### What is needed
Where the records hold the string "load", show the whole line it sits on.

(Records supplied)

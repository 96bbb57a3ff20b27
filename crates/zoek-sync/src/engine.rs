use std::collections::HashSet;
use std::path::PathBuf;
use std::sync::Arc;
use std::time::Duration;

use indicatif::{MultiProgress, ProgressBar, ProgressDrawTarget, ProgressStyle};
use tokio::sync::Semaphore;
use tokio::task::JoinSet;
use tokio_util::sync::CancellationToken;
use tracing::Instrument;
use uuid::Uuid;

use zoek_core::models::record::RepositoryRecord;
use zoek_core::models::sync_state::{
    CloneMode, DecisionKind, LocalCloneState, OversizedExisting, Outcome, RepoReport,
};

use crate::executor::Executor;
use crate::gate::RepoGate;
use crate::indexer::Indexer;
use crate::pipeline::{sync_repository, PipelineContext};
use crate::runner::CommandRunner;

/// Knobs for one synchronization run.
#[derive(Debug, Clone)]
pub struct SyncOptions {
    pub mirror_root: PathBuf,
    pub index_root: PathBuf,
    pub max_size: Option<u64>,
    pub oversized_existing: OversizedExisting,
    pub clone_mode: CloneMode,
    pub git_program: String,
    pub indexer_program: String,
    pub concurrency: usize,
    pub index: bool,
    pub show_progress: bool,
}

impl SyncOptions {
    pub fn new(mirror_root: impl Into<PathBuf>, index_root: impl Into<PathBuf>) -> Self {
        Self {
            mirror_root: mirror_root.into(),
            index_root: index_root.into(),
            max_size: None,
            oversized_existing: OversizedExisting::default(),
            clone_mode: CloneMode::default(),
            git_program: "git".into(),
            indexer_program: "zoekt-index".into(),
            concurrency: 4,
            index: true,
            show_progress: false,
        }
    }
}

/// What a run would do to one repository, as reported by a dry run.
#[derive(Debug, Clone, PartialEq, Eq)]
pub struct PlannedRepo {
    pub name: String,
    pub state: LocalCloneState,
    pub decision: DecisionKind,
}

/// Runs repository pipelines in parallel with a concurrency limit.
pub struct SyncEngine {
    ctx: Arc<PipelineContext>,
    gate: Arc<RepoGate>,
    concurrency: usize,
    show_progress: bool,
    cancel: CancellationToken,
}

impl SyncEngine {
    pub fn new(
        options: SyncOptions,
        runner: Arc<dyn CommandRunner>,
        cancel: CancellationToken,
    ) -> Self {
        let executor = Executor::new(
            runner.clone(),
            options.git_program,
            options.mirror_root.clone(),
            options.clone_mode,
        );
        let indexer = Indexer::new(runner, options.indexer_program, options.mirror_root.clone());
        let ctx = PipelineContext {
            executor,
            indexer,
            mirror_root: options.mirror_root,
            index_root: options.index_root,
            max_size: options.max_size,
            oversized_existing: options.oversized_existing,
            index: options.index,
            cancel: cancel.clone(),
        };
        Self {
            ctx: Arc::new(ctx),
            gate: RepoGate::new(),
            concurrency: options.concurrency.max(1),
            show_progress: options.show_progress,
            cancel,
        }
    }

    /// Probe and plan every record without touching the mirror.
    pub fn plan_all(&self, records: &[RepositoryRecord]) -> Vec<PlannedRepo> {
        records
            .iter()
            .map(|record| {
                let (state, decision) = self.ctx.decide(Arc::new(record.clone()));
                PlannedRepo {
                    name: record.name.clone(),
                    state,
                    decision: decision.kind(),
                }
            })
            .collect()
    }

    /// Synchronize every record. One report per record, in input order.
    ///
    /// Only the first entry for a name is synchronized; later ones are
    /// reported as [`Outcome::SkippedDuplicate`]. A cancelled run stops
    /// dispatching, and repositories that never started are reported as
    /// cancelled.
    pub async fn run(&self, records: Vec<RepositoryRecord>) -> Vec<RepoReport> {
        let run_id = Uuid::now_v7();
        let span = tracing::info_span!("sync", run = %run_id);
        self.run_all(records).instrument(span).await
    }

    async fn run_all(&self, records: Vec<RepositoryRecord>) -> Vec<RepoReport> {
        tracing::info!(
            "synchronizing {} repositories, {} at a time",
            records.len(),
            self.concurrency
        );

        let semaphore = Arc::new(Semaphore::new(self.concurrency));
        let multi = MultiProgress::with_draw_target(if self.show_progress {
            ProgressDrawTarget::stderr()
        } else {
            ProgressDrawTarget::hidden()
        });
        let style = ProgressStyle::with_template("{spinner:.green} {msg}")
            .map(|s| s.tick_chars("⠋⠙⠹⠸⠼⠴⠦⠧⠇⠏"))
            .unwrap_or_else(|_| ProgressStyle::default_spinner());

        let names: Vec<String> = records.iter().map(|r| r.name.clone()).collect();
        let mut reports: Vec<Option<RepoReport>> = names.iter().map(|_| None).collect();
        let mut dispatched = vec![false; names.len()];
        let mut seen = HashSet::new();
        let mut tasks = JoinSet::new();

        for (index, record) in records.into_iter().enumerate() {
            if !seen.insert(record.name.clone()) {
                tracing::warn!("{}: listed more than once, keeping the first entry", record.name);
                let mut report = RepoReport::new(record.name.clone());
                report.outcome = Outcome::SkippedDuplicate;
                report.messages.push("duplicate catalog entry".into());
                reports[index] = Some(report);
                continue;
            }

            let permit = tokio::select! {
                biased;
                _ = self.cancel.cancelled() => None,
                permit = semaphore.clone().acquire_owned() => permit.ok(),
            };
            let Some(permit) = permit else {
                tracing::warn!("run cancelled, not starting remaining repositories");
                break;
            };

            // Another run on this engine may hold the name.
            let Some(guard) = self.gate.try_enter(&record.name) else {
                tracing::warn!("{}: already being synchronized by another run", record.name);
                let mut report = RepoReport::new(record.name.clone());
                report.outcome = Outcome::Failed;
                report.messages.push("already being synchronized".into());
                reports[index] = Some(report);
                continue;
            };

            let pb = multi.add(ProgressBar::new_spinner());
            pb.set_style(style.clone());
            pb.set_message(format!("syncing {}", record.name));
            pb.enable_steady_tick(Duration::from_millis(120));

            let ctx = Arc::clone(&self.ctx);
            dispatched[index] = true;
            tasks.spawn(
                async move {
                    let _permit = permit;
                    let _guard = guard;
                    let report = sync_repository(&ctx, Arc::new(record)).await;
                    pb.finish_with_message(format!("{}: {}", report.name, report.outcome));
                    (index, report)
                }
                .in_current_span(),
            );
        }

        while let Some(joined) = tasks.join_next().await {
            match joined {
                Ok((index, report)) => reports[index] = Some(report),
                Err(e) => tracing::error!("sync task failed: {e}"),
            }
        }

        reports
            .into_iter()
            .zip(names)
            .zip(dispatched)
            .map(|((report, name), was_dispatched)| match report {
                Some(report) => report,
                None if was_dispatched => {
                    let mut report = RepoReport::new(name);
                    report.outcome = Outcome::Failed;
                    report.messages.push("sync task aborted".into());
                    report
                }
                None => RepoReport::cancelled(name),
            })
            .collect()
    }
}

#[cfg(test)]
mod tests {
    use super::*;
    use std::sync::atomic::{AtomicUsize, Ordering};

    use async_trait::async_trait;
    use zoek_core::error::ZoekError;
    use zoek_core::models::sync_state::{IndexStatus, SyncSummary};

    use crate::runner::{CommandOutput, Invocation};
    use crate::testing::ScriptedRunner;

    fn records(names: &[&str]) -> Vec<RepositoryRecord> {
        names
            .iter()
            .map(|n| RepositoryRecord::new(*n, Some(format!("git@x:{n}"))))
            .collect()
    }

    fn engine(runner: Arc<dyn CommandRunner>, root: &std::path::Path, cancel: CancellationToken) -> SyncEngine {
        let options = SyncOptions::new(root.join("repos"), root.join("index"));
        SyncEngine::new(options, runner, cancel)
    }

    #[tokio::test]
    async fn test_second_run_pulls_instead_of_cloning() {
        let dir = tempfile::tempdir().unwrap();
        let runner = Arc::new(ScriptedRunner::new());
        let engine = engine(runner.clone(), dir.path(), CancellationToken::new());

        let first = engine.run(records(&["a", "b"])).await;
        assert!(first.iter().all(|r| r.outcome == Outcome::Cloned));

        let second = engine.run(records(&["a", "b"])).await;
        assert!(second.iter().all(|r| r.outcome == Outcome::Pulled));
        assert_eq!(runner.count("clone"), 2);

        let entries = std::fs::read_dir(dir.path().join("repos")).unwrap().count();
        assert_eq!(entries, 2);
    }

    #[tokio::test]
    async fn test_one_failure_does_not_stop_the_rest() {
        let dir = tempfile::tempdir().unwrap();
        let runner = Arc::new(ScriptedRunner::new().fail_on("git@x:b"));
        let engine = engine(runner, dir.path(), CancellationToken::new());

        let reports = engine.run(records(&["a", "b", "c"])).await;
        let outcomes: Vec<Outcome> = reports.iter().map(|r| r.outcome).collect();
        assert_eq!(outcomes, vec![Outcome::Cloned, Outcome::Failed, Outcome::Cloned]);
        assert_eq!(reports[0].index, Some(IndexStatus::Indexed));
        assert_eq!(reports[1].index, None);

        let summary = SyncSummary::from_reports(&reports, 0);
        assert_eq!(summary.cloned, 2);
        assert_eq!(summary.failed, 1);
        assert!(!summary.is_success());
    }

    #[tokio::test]
    async fn test_cancelled_before_start_runs_nothing() {
        let dir = tempfile::tempdir().unwrap();
        let runner = Arc::new(ScriptedRunner::new());
        let cancel = CancellationToken::new();
        cancel.cancel();
        let engine = engine(runner.clone(), dir.path(), cancel);

        let reports = engine.run(records(&["a", "b"])).await;
        assert_eq!(reports.len(), 2);
        assert!(reports.iter().all(|r| r.outcome == Outcome::Cancelled));
        assert!(runner.invocations().is_empty());
    }

    #[tokio::test]
    async fn test_duplicate_names_reported_alike_at_any_concurrency() {
        for concurrency in [1, 4] {
            let dir = tempfile::tempdir().unwrap();
            let runner = Arc::new(ScriptedRunner::new());
            let mut options = SyncOptions::new(dir.path().join("repos"), dir.path().join("index"));
            options.concurrency = concurrency;
            let engine = SyncEngine::new(options, runner.clone(), CancellationToken::new());

            let reports = engine.run(records(&["a", "b", "a"])).await;
            let outcomes: Vec<Outcome> = reports.iter().map(|r| r.outcome).collect();
            assert_eq!(
                outcomes,
                vec![Outcome::Cloned, Outcome::Cloned, Outcome::SkippedDuplicate],
                "concurrency {concurrency}"
            );
            assert_eq!(runner.count("clone"), 2);
            assert!(SyncSummary::from_reports(&reports, 0).is_success());
        }
    }

    #[tokio::test]
    async fn test_name_held_by_another_run_is_not_touched() {
        let dir = tempfile::tempdir().unwrap();
        let runner = Arc::new(ScriptedRunner::new());
        let engine = engine(runner.clone(), dir.path(), CancellationToken::new());

        let _held = engine.gate.try_enter("a").unwrap();
        let reports = engine.run(records(&["a", "b"])).await;
        assert_eq!(reports[0].outcome, Outcome::Failed);
        assert_eq!(reports[1].outcome, Outcome::Cloned);
        assert_eq!(runner.count("clone"), 1);
    }

    #[test]
    fn test_plan_all_touches_nothing() {
        let dir = tempfile::tempdir().unwrap();
        std::fs::create_dir_all(dir.path().join("repos").join("a")).unwrap();
        let runner = Arc::new(ScriptedRunner::new());
        let engine = engine(runner.clone(), dir.path(), CancellationToken::new());

        let plans = engine.plan_all(&records(&["a", "b"]));
        assert_eq!(plans[0].state, LocalCloneState::PresentClean);
        assert_eq!(plans[0].decision, DecisionKind::PullExisting);
        assert_eq!(plans[1].decision, DecisionKind::CloneNew);
        assert!(runner.invocations().is_empty());
        assert!(!dir.path().join("repos").join("b").exists());
    }

    /// Sleeps on every call and remembers the highest number of overlapping calls.
    #[derive(Default)]
    struct SlowRunner {
        active: AtomicUsize,
        peak: AtomicUsize,
        inner: ScriptedRunner,
    }

    #[async_trait]
    impl CommandRunner for SlowRunner {
        async fn run(&self, invocation: &Invocation) -> Result<CommandOutput, ZoekError> {
            let now = self.active.fetch_add(1, Ordering::SeqCst) + 1;
            self.peak.fetch_max(now, Ordering::SeqCst);
            tokio::time::sleep(Duration::from_millis(20)).await;
            let output = self.inner.run(invocation).await;
            self.active.fetch_sub(1, Ordering::SeqCst);
            output
        }
    }

    #[tokio::test]
    async fn test_concurrency_limit_is_respected() {
        let dir = tempfile::tempdir().unwrap();
        let runner = Arc::new(SlowRunner::default());
        let mut options = SyncOptions::new(dir.path().join("repos"), dir.path().join("index"));
        options.concurrency = 2;
        options.index = false;
        let engine = SyncEngine::new(options, runner.clone(), CancellationToken::new());

        let reports = engine.run(records(&["a", "b", "c", "d", "e"])).await;
        assert!(reports.iter().all(|r| r.outcome == Outcome::Cloned));
        assert!(reports.iter().all(|r| r.index.is_none()));
        assert!(runner.peak.load(Ordering::SeqCst) <= 2);
        assert!(runner.peak.load(Ordering::SeqCst) >= 1);
    }
}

(End Records supplied)

### Exercise result
        assert!(runner.peak.load(Ordering::SeqCst) <= 2);
        assert!(runner.peak.load(Ordering::SeqCst) >= 1);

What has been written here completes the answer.